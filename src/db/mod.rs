pub mod migrations;
pub mod queries;

use anyhow::Context;
use rusqlite::Connection;

/// Open (or create) the database, set the pragmas the server relies on and
/// bring the schema up to date.
pub fn init_db(path: &str) -> anyhow::Result<Connection> {
    let conn =
        Connection::open(path).with_context(|| format!("failed to open database at {path}"))?;

    conn.execute_batch("PRAGMA journal_mode=WAL; PRAGMA foreign_keys=ON;")
        .context("failed to set database pragmas")?;

    migrations::run_migrations(&conn)?;

    Ok(conn)
}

__Assignment__:
Would you please show every line of the material above that includes the string "anyhow"?

__Answer to this exercise__:
use anyhow::Context;
pub fn init_db(path: &str) -> anyhow::Result<Connection> {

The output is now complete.